Ping-Pong amplification

Putative piRNA sequencing reads were investigated for the presence of a ‘ping-pong’ signature, indicative of secondary piRNA biogenesis. Ping-pong amplification is bioinformatically reflected by a distinct 10 nucleotide ‘overlap’ peak between 5’ ends of a subset of sequenced piRNAs. Both high and low fertility animals displayed a high proportion of 10 nucleotide overlaps between reads, suggesting that ping-pong amplification is present and generally similar in both fertility groups. No significant differences (p = 0.19) were observed in the ping-pong signatures between fertility conditions (). Interestingly, while the majority of sperm from both high and low fertility bulls displayed ping-pong activity, Z-scores comparing the frequency of 10 nt overlaps to other overlap lengths indicate that one bull in each condition did not appear to have significant secondary piRNA production (), implying that ping-pong activity is variable and is not directly associated with fertility in all cases in our model. Furthermore, we observed a first-position uracil bias, but not a 10th position adenine bias that is commonly associated with ping-pong activity (Figure S1)

Figure 2. Ping-pong signature comparison between high and low fertility bulls.

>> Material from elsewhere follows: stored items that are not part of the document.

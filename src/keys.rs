//! Keyboard input.
//!
//! Typing on the keyboard has the same effect as pressing the keypad
//! button with the same symbol. A few keys have no button of their own:
//! Return evaluates, Escape clears and BackSpace deletes.

/// A key press as reported by a front-end.
#[derive(Clone, Copy, Debug, PartialEq, Eq)]
pub enum Key {
    Char(char),
    Return,
    Escape,
    BackSpace,
    Other,
}

/// What a key press asks the engine to do.
#[derive(Clone, Copy, Debug, PartialEq, Eq)]
pub enum KeyInput {
    Token(&'static str),
    Backspace,
}

const DIGITS: [&str; 10] = ["0", "1", "2", "3", "4", "5", "6", "7", "8", "9"];

pub fn key_input(key: Key) -> Option<KeyInput> {
    let token = match key {
        Key::Char(c) => match c {
            '0'..='9' => DIGITS[c as usize - '0' as usize],
            '+' => "+",
            '-' => "-",
            '*' => "*",
            '/' => "/",
            '(' => "(",
            ')' => ")",
            '.' => ".",
            '%' => "%",
            '=' => "=",
            'c' => "C",
            _ => return None,
        },
        Key::Return => "=",
        Key::Escape => "C",
        Key::BackSpace => return Some(KeyInput::Backspace),
        Key::Other => return None,
    };
    Some(KeyInput::Token(token))
}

A comparison of ping-pong signature features between high (red) and low (blue) fertility bulls. (A) Box and whisker plots depicting the proportion of read pairs with specified overlap length between 5’ ends ranging from 1-14. (B) Z-score of 10 nt 5’ overlapping piRNAs for each bull, dashed line indicating significance threshold of Z-score ≥ 1.65 corresponding to one tailed p < 0.05.

Figure 2. Ping-pong signature comparison between high and low fertility bulls. A comparison of ping-pong signature features between high (red) and low (blue) fertility bulls. (A) Box and whisker plots depicting the proportion of read pairs with specified overlap length between 5’ ends ranging from 1-14. (B) Z-score of 10 nt 5’ overlapping piRNAs for each bull, dashed line indicating significance threshold of Z-score ≥ 1.65 corresponding to one tailed p < 0.05.

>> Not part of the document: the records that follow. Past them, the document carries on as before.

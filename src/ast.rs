//! Expression tree produced by the parser.
//!
//! Runs of same-precedence operators (`a - b + c`) are kept flat in a
//! `Chain`, so the tree only grows deeper through parentheses, signs and
//! powers, all of which the parser bounds.

use std::fmt;

use crate::error::CalcError;
use crate::value::Number;

/// Left-associative binary operators.
#[derive(Clone, Copy, Debug, PartialEq, Eq)]
pub enum BinaryOp {
    Add,
    Subtract,
    Multiply,
    Divide,
    FloorDivide,
}

impl BinaryOp {
    pub fn apply(self, lhs: Number, rhs: Number) -> Result<Number, CalcError> {
        match self {
            BinaryOp::Add => Ok(lhs + rhs),
            BinaryOp::Subtract => Ok(lhs - rhs),
            BinaryOp::Multiply => Ok(lhs * rhs),
            BinaryOp::Divide => lhs / rhs,
            BinaryOp::FloorDivide => lhs.floor_div(rhs),
        }
    }
}

impl fmt::Display for BinaryOp {
    fn fmt(&self, f: &mut fmt::Formatter) -> fmt::Result {
        let symbol = match *self {
            BinaryOp::Add => "+",
            BinaryOp::Subtract => "-",
            BinaryOp::Multiply => "*",
            BinaryOp::Divide => "/",
            BinaryOp::FloorDivide => "//",
        };
        f.write_str(symbol)
    }
}

#[derive(Clone, Debug, PartialEq)]
pub enum Expr {
    Number(Number),
    /// An identifier. Nothing is ever bound to a name, so evaluating one
    /// always fails.
    Name(String),
    Negate(Box<Expr>),
    /// `base ** exponent`
    Power(Box<Expr>, Box<Expr>),
    /// A first operand followed by operator/operand pairs, applied left to right.
    Chain(Box<Expr>, Vec<(BinaryOp, Expr)>),
}

impl Expr {
    pub fn eval(&self) -> Result<Number, CalcError> {
        match *self {
            Expr::Number(n) => Ok(n),
            Expr::Name(ref name) => Err(CalcError::UnknownAtom(name.clone())),
            Expr::Negate(ref operand) => Ok(-operand.eval()?),
            Expr::Power(ref base, ref exponent) => base.eval()?.pow(exponent.eval()?),
            Expr::Chain(ref first, ref rest) => {
                let mut acc = first.eval()?;
                for &(op, ref operand) in rest {
                    acc = op.apply(acc, operand.eval()?)?;
                }
                Ok(acc)
            }
        }
    }
}

impl fmt::Display for Expr {
    fn fmt(&self, f: &mut fmt::Formatter) -> fmt::Result {
        match *self {
            Expr::Number(n) => write!(f, "{}", n),
            Expr::Name(ref name) => f.write_str(name),
            Expr::Negate(ref operand) => write!(f, "-({})", operand),
            Expr::Power(ref base, ref exponent) => write!(f, "({})**({})", base, exponent),
            Expr::Chain(ref first, ref rest) => {
                write!(f, "({})", first)?;
                for &(op, ref operand) in rest {
                    write!(f, " {} ({})", op, operand)?;
                }
                Ok(())
            }
        }
    }
}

piRNA biogenesis through the ping-pong pathway may induce an additional form of primary processing of targeted transcripts by the nuclease PLD6 (known as Zucchini in Drosophila), leading to the production of ‘phased’ piRNAs from consecutive nuclease slicing activity at each base downstream from the ping-pong target site. We did not observe classical hallmarks of piRNA phasing (i.e. a peak of 3’-5’ sequences with a mapped difference of 1 nt, with broader peaks at ∼-32 to ∼-24 nt). Our results do not show a peak at 1, but do reveal a broad double peak at -30/-31 and -27/-26, suggesting that many fragments with identical 5’ ends and varying sequence length are present (Figure S2).

Differential expression of piRNAs

Overall patterns of piRNA expression were compared using PCA, revealing no broad differences in expression of piRNA clusters (Figure S3A) or individual sequences (Figure S3B) between fertility conditions. Differential expression (DE) analysis of fertility groups was also performed at the individual sequence and cluster levels, to identify differences in expression of specific piRNAs. Several DE piRNAs were identified, the majority of which displayed elevated expression in the high fertility group compared to low fertility (). Due to a lack of consistency in piRNA nomenclature, DE piRNA sequences and names available from piRBase are also provided in Table S2. Three DE piRNA clusters were identified, however these clusters exhibited low expression and were only present in the sperm of a limited number of bulls from each fertility group (). The majority of the DE piRNAs were not expressed at all in the opposite group, which was also the case for piRNA clusters. Notably, there appears to be substantial variation in the distribution of these DE piRNAs within a specific fertility group, particularly in expression of specific piRNAs in bull H2. Reanalysis including/excluding bull H2 resulted in similar differential expression results. Thus, it appears that a lack of heterogeneity in cluster expression leaves H2 as an apparent outlier, however, it is sufficiently homogenous with the other samples to remain in the sample group. This homogeneity is apparent when using hierarchical clustering to investigate both individual sequences () and clusters (), which revealed no association by fertility status. Expression of the 100 most abundant piRNAs in bovine sperm is available in Table S3.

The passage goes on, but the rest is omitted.